## Work request
Please report every line from the material that contains the word "BadRequest".

## Given data
#####

use crate::api::notion_api::NotionApi;
use crate::config::NotionConfig;
use crate::db::{NewDocument, Store};
use crate::error::AmurexError;
use crate::types::import::ImportResult;
use crate::types::notion::NotionPage;
use futures::stream::{self, StreamExt};
use tracing::{info, warn};

// Notion allows roughly three requests per second per integration.
const PAGE_CONCURRENCY: usize = 2;

/// Pull the pages shared with the user's Notion integration into `documents`.
pub async fn import_notion_pages(
    store: &dyn Store,
    http: &reqwest::Client,
    cfg: &NotionConfig,
    user_id: &str,
) -> Result<Vec<ImportResult>, AmurexError> {
    let user = store
        .user(user_id)
        .await?
        .ok_or_else(|| AmurexError::BadRequest("User not found".to_string()))?;
    let access_token = user
        .notion_access_token
        .as_deref()
        .filter(|t| !t.is_empty())
        .ok_or_else(|| AmurexError::BadRequest("Notion account not connected".to_string()))?;

    let pages = NotionApi::search_pages(http, cfg, access_token, cfg.import_limit).await?;

    let results: Vec<ImportResult> = stream::iter(pages)
        .map(|page| import_one(store, http, cfg, access_token, user_id, page))
        .buffered(PAGE_CONCURRENCY)
        .collect()
        .await;

    let imported = results.iter().filter(|r| r.is_success()).count();
    info!(
        user_id,
        imported,
        failed = results.len() - imported,
        "Notion import finished"
    );
    Ok(results)
}

async fn import_one(
    store: &dyn Store,
    http: &reqwest::Client,
    cfg: &NotionConfig,
    access_token: &str,
    user_id: &str,
    page: NotionPage,
) -> ImportResult {
    let text = match NotionApi::page_text(http, cfg, access_token, &page.id).await {
        Ok(text) => text,
        Err(e) => {
            warn!(page_id = %page.id, error = %e, "reading Notion page failed");
            return ImportResult::failed(page.title, Some(page.url), e);
        }
    };

    let doc = NewDocument {
        user_id: user_id.to_string(),
        title: page.title.clone(),
        text,
        url: page.url.clone(),
        doc_type: "notion",
    };
    match store.upsert_document(&doc).await {
        Ok(id) => ImportResult::success(id, page.title, page.url),
        Err(e) => {
            warn!(page_id = %page.id, error = %e, "storing Notion page failed");
            ImportResult::failed(page.title, Some(page.url), e)
        }
    }
}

#####

## Solution for this exercise
        .ok_or_else(|| AmurexError::BadRequest("User not found".to_string()))?;
        .ok_or_else(|| AmurexError::BadRequest("Notion account not connected".to_string()))?;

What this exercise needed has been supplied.